In the records that follow, find each line with the word "enum" and copy it.

## Dataset records
===

//! Task and agent lifecycle records.

use chrono::{DateTime, Utc};
use serde::{Deserialize, Serialize};

/// Opaque key-value configuration for a task. Owned by the registry after
/// submission and never mutated by the core.
pub type TaskConfig = serde_json::Map<String, serde_json::Value>;

/// Status of a single agent execution.
///
/// `Idle` is the only initial value; `Running` is entered exactly once;
/// `Completed`, `Failed` and `Cancelled` are mutually exclusive terminal
/// values.
#[derive(Debug, Clone, Copy, Serialize, Deserialize, PartialEq, Eq)]
#[serde(rename_all = "lowercase")]
pub enum AgentStatus {
    Idle,
    Running,
    Completed,
    Failed,
    Cancelled,
}

impl AgentStatus {
    /// Whether no further transitions can occur.
    pub fn is_terminal(&self) -> bool {
        matches!(
            self,
            AgentStatus::Completed | AgentStatus::Failed | AgentStatus::Cancelled
        )
    }

    pub fn as_str(&self) -> &'static str {
        match self {
            AgentStatus::Idle => "idle",
            AgentStatus::Running => "running",
            AgentStatus::Completed => "completed",
            AgentStatus::Failed => "failed",
            AgentStatus::Cancelled => "cancelled",
        }
    }
}

impl std::fmt::Display for AgentStatus {
    fn fmt(&self, f: &mut std::fmt::Formatter<'_>) -> std::fmt::Result {
        write!(f, "{}", self.as_str())
    }
}

/// Outcome record of one agent execution.
///
/// Immutable after creation. The execution envelope is authoritative for
/// `status` and `completed_at`: `completed_at` is set if and only if the
/// status is terminal.
#[derive(Debug, Clone, Serialize, Deserialize, PartialEq)]
pub struct AgentResult {
    /// Stable identifier of the running instance (doubles as the task id).
    pub agent_id: String,

    /// Type tag naming the concrete agent behaviour.
    pub agent_type: String,

    /// Terminal status assigned by the envelope.
    pub status: AgentStatus,

    /// Domain output (empty until populated by the agent).
    #[serde(default)]
    pub data: serde_json::Map<String, serde_json::Value>,

    /// Present iff status is `failed` or `cancelled`.
    pub error: Option<String>,

    /// When execution started.
    pub started_at: DateTime<Utc>,

    /// When execution finished (None while in flight).
    pub completed_at: Option<DateTime<Utc>>,

    /// Auxiliary execution info (e.g. source counts).
    #[serde(default)]
    pub metadata: serde_json::Map<String, serde_json::Value>,
}

impl AgentResult {
    /// Create a fresh in-flight result with empty data and metadata.
    pub fn new(agent_id: impl Into<String>, agent_type: impl Into<String>) -> Self {
        Self {
            agent_id: agent_id.into(),
            agent_type: agent_type.into(),
            status: AgentStatus::Idle,
            data: serde_json::Map::new(),
            error: None,
            started_at: Utc::now(),
            completed_at: None,
            metadata: serde_json::Map::new(),
        }
    }
}

/// Status of a submitted task.
///
/// Mirrors [`AgentStatus`] with `pending` in place of `idle`: a task exists
/// in the registry before any agent instance does.
#[derive(Debug, Clone, Copy, Serialize, Deserialize, PartialEq, Eq)]
#[serde(rename_all = "lowercase")]
pub enum TaskStatus {
    Pending,
    Running,
    Completed,
    Failed,
    Cancelled,
}

impl TaskStatus {
    /// Whether no further transitions can occur.
    pub fn is_terminal(&self) -> bool {
        matches!(
            self,
            TaskStatus::Completed | TaskStatus::Failed | TaskStatus::Cancelled
        )
    }

    /// Textual form for external consumption.
    pub fn as_str(&self) -> &'static str {
        match self {
            TaskStatus::Pending => "pending",
            TaskStatus::Running => "running",
            TaskStatus::Completed => "completed",
            TaskStatus::Failed => "failed",
            TaskStatus::Cancelled => "cancelled",
        }
    }

    /// Lifecycle rank used to reject backward transitions.
    pub(crate) fn rank(&self) -> u8 {
        match self {
            TaskStatus::Pending => 0,
            TaskStatus::Running => 1,
            TaskStatus::Completed | TaskStatus::Failed | TaskStatus::Cancelled => 2,
        }
    }
}

impl std::fmt::Display for TaskStatus {
    fn fmt(&self, f: &mut std::fmt::Formatter<'_>) -> std::fmt::Result {
        write!(f, "{}", self.as_str())
    }
}

impl From<AgentStatus> for TaskStatus {
    fn from(status: AgentStatus) -> Self {
        match status {
            // An idle agent maps to a task that has not started yet.
            AgentStatus::Idle => TaskStatus::Pending,
            AgentStatus::Running => TaskStatus::Running,
            AgentStatus::Completed => TaskStatus::Completed,
            AgentStatus::Failed => TaskStatus::Failed,
            AgentStatus::Cancelled => TaskStatus::Cancelled,
        }
    }
}

/// A single registry entry for a submitted task.
#[derive(Debug, Clone, Serialize, Deserialize, PartialEq)]
pub struct TaskRecord {
    /// Unique id assigned at submission, never reused.
    pub task_id: String,

    /// Agent type tag this task dispatches to.
    pub agent_type: String,

    /// Input parameters, frozen at submission.
    pub config: TaskConfig,

    /// Current lifecycle status.
    pub status: TaskStatus,

    /// Execution outcome, set only on success.
    pub result: Option<AgentResult>,

    /// Failure diagnostic, set only on failure or cancellation.
    pub error: Option<String>,

    /// When the task was submitted.
    pub created_at: DateTime<Utc>,

    /// Refreshed on every status transition, non-decreasing.
    pub updated_at: DateTime<Utc>,
}

impl TaskRecord {
    /// Create a fresh pending record.
    pub fn new(
        task_id: impl Into<String>,
        agent_type: impl Into<String>,
        config: TaskConfig,
    ) -> Self {
        let now = Utc::now();
        Self {
            task_id: task_id.into(),
            agent_type: agent_type.into(),
            config,
            status: TaskStatus::Pending,
            result: None,
            error: None,
            created_at: now,
            updated_at: now,
        }
    }
}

===

## Response
pub enum AgentStatus {
pub enum TaskStatus {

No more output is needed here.